→ **PROBLEM**
Scan the data below and pick out the lines containing the word "RenderOptions".

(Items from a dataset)
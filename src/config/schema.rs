//! Configuration schema definitions.
//!
//! This module defines the complete configuration structure for a service.
//! All types derive Serde traits for deserialization from config files.

use std::collections::{BTreeMap, BTreeSet};

use serde::{Deserialize, Serialize};

/// Root configuration for a service.
#[derive(Debug, Clone, Deserialize, Serialize, Default)]
#[serde(default)]
pub struct ServiceConfig {
    /// Listener configuration (bind address).
    pub listener: ListenerConfig,

    /// Timeout configuration.
    pub timeouts: TimeoutConfig,

    /// Observability settings.
    pub observability: ObservabilityConfig,

    /// HTTP exchange logging and redaction.
    pub logbook: LogbookConfig,

    /// Downstream profile service used by the user service.
    pub profile_service: ProfileServiceConfig,
}

/// Listener configuration.
#[derive(Debug, Clone, Deserialize, Serialize)]
#[serde(default)]
pub struct ListenerConfig {
    /// Bind address (e.g., "0.0.0.0:8080").
    pub bind_address: String,
}

impl Default for ListenerConfig {
    fn default() -> Self {
        Self {
            bind_address: "0.0.0.0:8080".to_string(),
        }
    }
}

/// Timeout configuration for inbound and outbound calls.
#[derive(Debug, Clone, Deserialize, Serialize)]
#[serde(default)]
pub struct TimeoutConfig {
    /// Inbound request timeout in seconds.
    pub request_secs: u64,

    /// Deadline for a single outbound call in seconds.
    pub outbound_secs: u64,
}

impl Default for TimeoutConfig {
    fn default() -> Self {
        Self {
            request_secs: 30,
            outbound_secs: 10,
        }
    }
}

/// Log output format.
#[derive(Debug, Clone, Copy, PartialEq, Eq, Deserialize, Serialize, Default)]
#[serde(rename_all = "lowercase")]
pub enum LogFormat {
    #[default]
    Pretty,
    Json,
}

/// Observability configuration.
#[derive(Debug, Clone, Deserialize, Serialize)]
#[serde(default)]
pub struct ObservabilityConfig {
    /// Log level (trace, debug, info, warn, error).
    pub log_level: String,

    /// Pretty output for development, JSON for production.
    pub log_format: LogFormat,

    /// Enable metrics endpoint.
    pub metrics_enabled: bool,

    /// Metrics endpoint bind address.
    pub metrics_address: String,
}

impl Default for ObservabilityConfig {
    fn default() -> Self {
        Self {
            log_level: "info".to_string(),
            log_format: LogFormat::Pretty,
            metrics_enabled: false,
            metrics_address: "0.0.0.0:9090".to_string(),
        }
    }
}

/// HTTP exchange logging configuration.
#[derive(Debug, Clone, Deserialize, Serialize)]
#[serde(default)]
pub struct LogbookConfig {
    /// Values to redact before an exchange is logged.
    pub obfuscate: ObfuscateConfig,

    /// Extra path patterns never logged, on top of `/management/**` and
    /// `/actuator/**`.
    pub exclude: Vec<String>,

    /// Largest body captured for logging, in bytes. Larger bodies are still
    /// delivered and are left out of the record.
    pub max_body_bytes: usize,
}

impl Default for LogbookConfig {
    fn default() -> Self {
        Self {
            obfuscate: ObfuscateConfig::default(),
            exclude: Vec::new(),
            max_body_bytes: 1024 * 1024,
        }
    }
}

/// Redaction rules. Everything here is added to the built-in rules.
#[derive(Debug, Clone, Deserialize, Serialize, Default, PartialEq, Eq)]
#[serde(default)]
pub struct ObfuscateConfig {
    /// Header names (case-insensitive).
    pub headers: BTreeSet<String>,

    /// Query parameter names (exact).
    pub parameters: BTreeSet<String>,

    /// JSON property names redacted at any depth.
    pub body_fields: BTreeSet<String>,

    /// Path expression (e.g. `user.notes` or `$.items[*].card`) to the regex
    /// patterns whose matches are replaced inside the selected values.
    pub body_fields_json_path: BTreeMap<String, Vec<String>>,
}

/// Profile service client configuration.
#[derive(Debug, Clone, Deserialize, Serialize)]
#[serde(default)]
pub struct ProfileServiceConfig {
    /// Base URL of the profile service.
    pub url: String,
}

impl Default for ProfileServiceConfig {
    fn default() -> Self {
        Self {
            url: "http://localhost:8081".to_string(),
        }
    }
}
//! correlate: user and profile services with request correlation and
//! redacted exchange logging.
//!
//! # Architecture Overview
//!
//! ```text
//!   Client ──▶ correlation ──▶ trace ──▶ exchange log ──▶ handler
//!              (scope + id)              (redact → sink)     │
//!                                                            ▼
//!                                  OutboundClient (forward x-* + id, log)
//!                                                            │
//!                                                            ▼
//!                                                    profile-service
//! ```

use std::path::PathBuf;
use std::sync::Arc;

use clap::Parser;
use tokio::net::TcpListener;

use correlate::config::{load_config, ServiceConfig};
use correlate::http::HttpServer;
use correlate::lifecycle::{spawn_signal_handler, Shutdown};
use correlate::observability::{logging, metrics, TracingSink};
use correlate::services::ServiceRole;

#[derive(Parser)]
#[command(name = "correlate", version)]
#[command(about = "User and profile services with correlated, redacted exchange logging", long_about = None)]
struct Cli {
    /// Service to run
    #[arg(value_enum)]
    service: ServiceRole,

    /// TOML configuration file (defaults apply when omitted)
    #[arg(short, long)]
    config: Option<PathBuf>,

    /// Override `listener.bind_address`
    #[arg(short, long)]
    bind: Option<String>,
}

#[tokio::main]
async fn main() -> Result<(), Box<dyn std::error::Error>> {
    let cli = Cli::parse();

    let mut config = match &cli.config {
        Some(path) => load_config(path)?,
        None => ServiceConfig::default(),
    };
    if let Some(bind) = cli.bind {
        config.listener.bind_address = bind;
    }

    logging::init(&config.observability)?;

    tracing::info!(
        service = cli.service.as_str(),
        version = env!("CARGO_PKG_VERSION"),
        "correlate starting"
    );
    tracing::info!(
        bind_address = %config.listener.bind_address,
        request_timeout_secs = config.timeouts.request_secs,
        outbound_timeout_secs = config.timeouts.outbound_secs,
        exclusions = config.logbook.exclude.len(),
        "Configuration loaded"
    );

    if config.observability.metrics_enabled {
        match config.observability.metrics_address.parse() {
            Ok(addr) => {
                if let Err(e) = metrics::init_metrics(addr) {
                    tracing::error!(error = %e, "Failed to start Prometheus exporter");
                }
            }
            Err(e) => tracing::error!(
                metrics_address = %config.observability.metrics_address,
                error = %e,
                "Failed to parse metrics address"
            ),
        }
    }

    let server = HttpServer::new(&config, cli.service, Arc::new(TracingSink))?;

    let listener = TcpListener::bind(&config.listener.bind_address).await?;
    tracing::info!(address = %listener.local_addr()?, "Listening for connections");

    let shutdown = Shutdown::new();
    spawn_signal_handler(&shutdown);
    server.run(listener, shutdown.subscribe()).await?;

    tracing::info!("Shutdown complete");
    Ok(())
}
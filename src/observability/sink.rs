//! Log records and the sinks that receive them.
//!
//! # Responsibilities
//! - Shape a redacted exchange into one record per direction
//! - Emit records through `tracing` (production) or keep them in memory (tests)
//!
//! # Design Decisions
//! - Records are built only from [`RedactedExchange`], so nothing unredacted
//!   can reach a sink
//! - Sinks are trait objects shared behind `Arc`

use std::collections::BTreeMap;
use std::sync::Mutex;

use chrono::{SecondsFormat, Utc};
use serde::Serialize;
use serde_json::Value;

use crate::http::exchange::Origin;
use crate::redaction::RedactedExchange;

/// Tracing target used for exchange records.
pub const EXCHANGE_TARGET: &str = "http_exchange";

#[derive(Debug, Clone, Copy, PartialEq, Eq, Serialize)]
#[serde(rename_all = "lowercase")]
pub enum Direction {
    Request,
    Response,
}

impl Direction {
    pub fn as_str(&self) -> &'static str {
        match self {
            Direction::Request => "request",
            Direction::Response => "response",
        }
    }
}

/// Structured view of one half of an exchange.
#[derive(Debug, Clone, PartialEq, Serialize)]
pub struct LogRecord {
    pub timestamp: String,
    pub origin: Origin,
    #[serde(rename = "type")]
    pub direction: Direction,
    #[serde(skip_serializing_if = "Option::is_none")]
    pub correlation_id: Option<String>,
    pub method: String,
    /// Path plus the redacted query string.
    pub path: String,
    #[serde(skip_serializing_if = "Option::is_none")]
    pub status: Option<u16>,
    pub headers: BTreeMap<String, Vec<String>>,
    #[serde(skip_serializing_if = "Option::is_none")]
    pub body: Option<Value>,
    #[serde(skip_serializing_if = "std::ops::Not::not")]
    pub body_parse_failed: bool,
    #[serde(skip_serializing_if = "std::ops::Not::not")]
    pub body_truncated: bool,
    #[serde(skip_serializing_if = "Option::is_none")]
    pub duration_ms: Option<u64>,
}

impl LogRecord {
    /// The request record and, if the exchange completed, the response record.
    pub fn from_exchange(exchange: &RedactedExchange, correlation_id: Option<String>) -> Vec<Self> {
        let timestamp = Utc::now().to_rfc3339_opts(SecondsFormat::Millis, true);
        let request = &exchange.request;
        let uri = request.uri();

        let mut records = vec![LogRecord {
            timestamp: timestamp.clone(),
            origin: exchange.origin,
            direction: Direction::Request,
            correlation_id: correlation_id.clone(),
            method: request.method.clone(),
            path: uri.clone(),
            status: None,
            headers: request.headers.clone(),
            body: request.body.to_value(),
            body_parse_failed: request.body.parse_failed(),
            body_truncated: request.body.omitted(),
            duration_ms: None,
        }];

        if let Some(response) = &exchange.response {
            records.push(LogRecord {
                timestamp,
                origin: exchange.origin,
                direction: Direction::Response,
                correlation_id,
                method: request.method.clone(),
                path: uri,
                status: Some(response.status),
                headers: response.headers.clone(),
                body: response.body.to_value(),
                body_parse_failed: response.body.parse_failed(),
                body_truncated: response.body.omitted(),
                duration_ms: Some(response.duration.as_millis() as u64),
            });
        }

        records
    }
}

/// Destination for exchange records.
pub trait LogSink: Send + Sync + std::fmt::Debug {
    fn emit(&self, record: LogRecord);
}

/// Writes each record as one JSON document through `tracing`.
#[derive(Debug, Default, Clone, Copy)]
pub struct TracingSink;

impl LogSink for TracingSink {
    fn emit(&self, record: LogRecord) {
        match serde_json::to_string(&record) {
            Ok(document) => tracing::info!(
                target: EXCHANGE_TARGET,
                origin = record.origin.as_str(),
                direction = record.direction.as_str(),
                "{document}"
            ),
            Err(e) => tracing::warn!(
                target: EXCHANGE_TARGET,
                error = %e,
                path = %record.path,
                "Failed to serialize exchange record"
            ),
        }
    }
}

/// Keeps records in memory.
#[derive(Debug, Default)]
pub struct MemorySink {
    records: Mutex<Vec<LogRecord>>,
}

impl MemorySink {
    pub fn new() -> Self {
        Self::default()
    }

    pub fn records(&self) -> Vec<LogRecord> {
        self.records.lock().expect("memory sink mutex poisoned").clone()
    }

    pub fn len(&self) -> usize {
        self.records.lock().expect("memory sink mutex poisoned").len()
    }

    pub fn is_empty(&self) -> bool {
        self.len() == 0
    }

    pub fn clear(&self) {
        self.records.lock().expect("memory sink mutex poisoned").clear();
    }
}

impl LogSink for MemorySink {
    fn emit(&self, record: LogRecord) {
        self.records
            .lock()
            .expect("memory sink mutex poisoned")
            .push(record);
    }
}

#[cfg(test)]
mod tests {
    use super::*;
    use crate::redaction::{RedactedBody, RedactedRequest, RedactedResponse};
    use serde_json::json;
    use std::time::Duration;

    fn exchange(response: bool) -> RedactedExchange {
        RedactedExchange {
            origin: Origin::Remote,
            request: RedactedRequest {
                method: "GET".into(),
                path: "/api/addresses/user/7".into(),
                query: Some("access_token=XXX".into()),
                headers: BTreeMap::from([("x-foo".to_string(), vec!["bar".to_string()])]),
                body: RedactedBody::Empty,
            },
            response: response.then(|| RedactedResponse {
                status: 200,
                headers: BTreeMap::new(),
                body: RedactedBody::Unparseable("{oops".into()),
                duration: Duration::from_millis(42),
            }),
        }
    }

    #[test]
    fn test_one_record_per_direction() {
        let records = LogRecord::from_exchange(&exchange(true), Some("abc".into()));
        assert_eq!(records.len(), 2);
        assert_eq!(records[0].direction, Direction::Request);
        assert_eq!(records[0].path, "/api/addresses/user/7?access_token=XXX");
        assert_eq!(records[1].status, Some(200));
        assert_eq!(records[1].duration_ms, Some(42));
        assert!(records[1].body_parse_failed);

        assert_eq!(LogRecord::from_exchange(&exchange(false), None).len(), 1);
    }

    #[test]
    fn test_record_json_shape() {
        let records = LogRecord::from_exchange(&exchange(true), Some("abc".into()));
        let request = serde_json::to_value(&records[0]).unwrap();
        assert_eq!(request["type"], "request");
        assert_eq!(request["origin"], "remote");
        assert_eq!(request["correlation_id"], "abc");
        assert!(request.get("status").is_none());
        assert!(request.get("body_parse_failed").is_none());

        let response = serde_json::to_value(&records[1]).unwrap();
        assert_eq!(response["body"], json!("{oops"));
        assert_eq!(response["body_parse_failed"], true);
    }

    #[test]
    fn test_memory_sink() {
        let sink = MemorySink::new();
        for record in LogRecord::from_exchange(&exchange(true), None) {
            sink.emit(record);
        }
        assert_eq!(sink.len(), 2);
        sink.clear();
        assert!(sink.is_empty());
    }
}
//! Symbol Outline CLI
//!
//! Usage:
//!   symbol-outline [OPTIONS] <COMMAND> [FILE]
//!
//! FILE holds the `textDocument/documentSymbol` JSON of the document to
//! outline. Without FILE, piped stdin is used.
//!
//! Options:
//!   -s, --styles <FILE>     Kind style overrides (TOML format)
//!   -o, --output <FILE>     Write the outline to a file instead of stdout
//!   -l, --language <TAG>    Language tag on the opening fence
//!   -v, --verbose           Debug logging on stderr
//!   -h, --help              Print help

use std::io::{self, IsTerminal, Read};
use std::path::PathBuf;

use clap::{Parser, Subcommand};
use tracing_subscriber::{layer::SubscriberExt, util::SubscriberInitExt};

use symbol_outline::host::{FileDisplay, JsonSymbolProvider, StdoutDisplay};
use symbol_outline::{
    run_command, Command, CommandError, DocumentId, RenderConfig, StyleTable, TextDisplay,
    DEFAULT_FENCE_LANGUAGE,
};

#[derive(Parser)]
#[command(name = "symbol-outline")]
#[command(about = "Render a document's symbol tree as an indented pseudo-code outline")]
struct Cli {
    #[command(subcommand)]
    command: CliCommand,

    /// Kind style overrides (TOML format)
    #[arg(short, long, global = true)]
    styles: Option<PathBuf>,

    /// Write the outline to this file instead of stdout
    #[arg(short, long, global = true)]
    output: Option<PathBuf>,

    /// Language tag on the opening fence
    #[arg(short, long, global = true, default_value = DEFAULT_FENCE_LANGUAGE)]
    language: String,

    /// Debug logging on stderr
    #[arg(short, long, global = true)]
    verbose: bool,
}

#[derive(Subcommand)]
enum CliCommand {
    /// Outline every symbol
    ListSymbols {
        /// Symbol JSON (reads from stdin if not provided)
        input: Option<PathBuf>,
    },
    /// Outline with function and method bodies collapsed
    ListSymbolsSimple {
        /// Symbol JSON (reads from stdin if not provided)
        input: Option<PathBuf>,
    },
    /// Collapsed outline of top-level classes and other containers only
    ListSymbolsSimpleClassOnly {
        /// Symbol JSON (reads from stdin if not provided)
        input: Option<PathBuf>,
    },
}

impl CliCommand {
    fn split(self) -> (Command, Option<PathBuf>) {
        match self {
            CliCommand::ListSymbols { input } => (Command::ListSymbols, input),
            CliCommand::ListSymbolsSimple { input } => (Command::ListSymbolsSimple, input),
            CliCommand::ListSymbolsSimpleClassOnly { input } => {
                (Command::ListSymbolsSimpleClassOnly, input)
            }
        }
    }
}

fn init_tracing(verbose: bool) {
    let log_level = if verbose { "debug" } else { "warn" };
    tracing_subscriber::registry()
        .with(
            tracing_subscriber::EnvFilter::try_from_default_env()
                .unwrap_or_else(|_| tracing_subscriber::EnvFilter::new(log_level)),
        )
        .with(
            tracing_subscriber::fmt::layer()
                .with_target(false)
                .with_writer(io::stderr),
        )
        .init();
}

fn main() {
    let cli = Cli::parse();
    init_tracing(cli.verbose);

    // Load style overrides
    let styles = match &cli.styles {
        Some(path) => match StyleTable::from_file(path) {
            Ok(s) => s,
            Err(e) => {
                eprintln!("Error loading styles '{}': {}", path.display(), e);
                std::process::exit(1);
            }
        },
        None => StyleTable::default(),
    };

    let (command, input) = cli.command.split();

    // Resolve the active document: an explicit file, else piped stdin
    let mut provider = JsonSymbolProvider::new();
    let active = match input {
        Some(path) => Some(DocumentId::Path(path)),
        None if io::stdin().is_terminal() => None,
        None => {
            let mut buffer = String::new();
            if let Err(e) = io::stdin().read_to_string(&mut buffer) {
                eprintln!("Error reading from stdin: {}", e);
                std::process::exit(1);
            }
            provider = provider.with_stdin(buffer);
            Some(DocumentId::Stdin)
        }
    };

    let mut display: Box<dyn TextDisplay> = match &cli.output {
        Some(path) => Box::new(FileDisplay::new(path)),
        None => Box::new(StdoutDisplay),
    };

    let config = RenderConfig::new()
        .with_styles(styles)
        .with_fence_language(cli.language);

    match run_command(command, active.as_ref(), &provider, display.as_mut(), &config) {
        Ok(()) => {}
        Err(CommandError::NoActiveDocument) => {
            eprintln!("Warning: there must be an active document (pass FILE or pipe symbol JSON)");
            std::process::exit(1);
        }
        Err(CommandError::Symbols(e)) => {
            let name = active
                .as_ref()
                .map(DocumentId::display_name)
                .unwrap_or_default();
            eprintln!("{}", e.format(&name));
            std::process::exit(1);
        }
        Err(e) => {
            eprintln!("Error: {}", e);
            std::process::exit(1);
        }
    }
}
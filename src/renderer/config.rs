//! Options controlling which symbols the outline shows

/// Filtering options for one outline render
#[derive(Debug, Clone, Copy, Default, PartialEq, Eq)]
pub struct RenderOptions {
    /// Collapse functions and methods: their members are never rendered
    pub simple: bool,

    /// Show only container kinds at the top level
    pub class_only: bool,
}

impl RenderOptions {
    /// Create options with every filter off
    pub fn new() -> Self {
        Self::default()
    }

    /// Set whether function and method bodies are collapsed
    pub fn with_simple(mut self, simple: bool) -> Self {
        self.simple = simple;
        self
    }

    /// Set whether only top-level containers are shown
    pub fn with_class_only(mut self, class_only: bool) -> Self {
        self.class_only = class_only;
        self
    }
}
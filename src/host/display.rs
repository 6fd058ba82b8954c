//! Destinations for rendered outlines

use std::fs;
use std::io::{self, Write};
use std::path::PathBuf;

/// Shows a rendered outline to the user
pub trait TextDisplay {
    fn show_text(&mut self, content: &str) -> io::Result<()>;
}

/// Prints to stdout
#[derive(Debug, Default)]
pub struct StdoutDisplay;

impl TextDisplay for StdoutDisplay {
    fn show_text(&mut self, content: &str) -> io::Result<()> {
        let mut stdout = io::stdout().lock();
        writeln!(stdout, "{}", content)?;
        stdout.flush()
    }
}

/// Writes each outline to a file, replacing earlier content
#[derive(Debug, Clone)]
pub struct FileDisplay {
    pub path: PathBuf,
}

impl FileDisplay {
    pub fn new(path: impl Into<PathBuf>) -> Self {
        Self { path: path.into() }
    }
}

impl TextDisplay for FileDisplay {
    fn show_text(&mut self, content: &str) -> io::Result<()> {
        fs::write(&self.path, content)
    }
}

/// Keeps every outline it is shown
#[derive(Debug, Clone, Default)]
pub struct BufferDisplay {
    pub shown: Vec<String>,
}

impl BufferDisplay {
    pub fn new() -> Self {
        Self::default()
    }

    /// The most recent outline, if any
    pub fn last(&self) -> Option<&str> {
        self.shown.last().map(String::as_str)
    }
}

impl TextDisplay for BufferDisplay {
    fn show_text(&mut self, content: &str) -> io::Result<()> {
        self.shown.push(content.to_string());
        Ok(())
    }
}
//! Symbol tree model
//!
//! The tree is produced elsewhere (a language server, an indexer) and
//! handed to this crate as LSP `DocumentSymbol[]` JSON. Nothing here
//! looks at source text.

mod kind;
mod node;

pub use kind::{SymbolKind, UnknownKind};
pub use node::SymbolNode;

/// Decode a top-level symbol list from JSON
///
/// Accepts the result of a `textDocument/documentSymbol` request. Kinds may
/// be LSP integer codes or kind names.
pub fn from_json(source: &str) -> Result<Vec<SymbolNode>, serde_json::Error> {
    serde_json::from_str(source)
}

#[cfg(test)]
mod tests {
    use super::*;

    #[test]
    fn test_decode_lsp_document_symbols() {
        let json = r#"[
            {
                "name": "Foo",
                "detail": "",
                "kind": 5,
                "range": {"start": {"line": 0, "character": 0}, "end": {"line": 4, "character": 1}},
                "selectionRange": {"start": {"line": 0, "character": 6}, "end": {"line": 0, "character": 9}},
                "children": [
                    {"name": "bar", "kind": 6}
                ]
            }
        ]"#;
        let symbols = from_json(json).expect("Should decode");
        assert_eq!(symbols.len(), 1);
        assert_eq!(symbols[0].kind, SymbolKind::Class);
        assert_eq!(symbols[0].detail.as_deref(), Some(""));
        assert_eq!(symbols[0].children[0].kind, SymbolKind::Method);
        assert!(symbols[0].children[0].children.is_empty());
    }

    #[test]
    fn test_decode_null_children_as_empty() {
        let symbols = from_json(
            r#"[{"name": "Foo", "kind": 5, "children": null}, {"name": "bar", "kind": 12}]"#,
        )
        .expect("null children should decode");
        assert_eq!(symbols.len(), 2);
        assert!(symbols[0].children.is_empty());
        assert_eq!(symbols[0], SymbolNode::new(SymbolKind::Class, "Foo"));
    }

    #[test]
    fn test_decode_named_kinds() {
        let numeric = from_json(r#"[{"name": "x", "kind": 13}]"#).unwrap();
        let named = from_json(r#"[{"name": "x", "kind": "variable"}]"#).unwrap();
        assert_eq!(numeric, named);
    }

    #[test]
    fn test_decode_rejects_unknown_kind() {
        assert!(from_json(r#"[{"name": "x", "kind": 99}]"#).is_err());
        assert!(from_json(r#"[{"name": "x", "kind": "Trait"}]"#).is_err());
    }

    #[test]
    fn test_decode_missing_name() {
        assert!(from_json(r#"[{"kind": 5}]"#).is_err());
    }
}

→ **FINISHED TASK**
pub struct RenderOptions {
impl RenderOptions {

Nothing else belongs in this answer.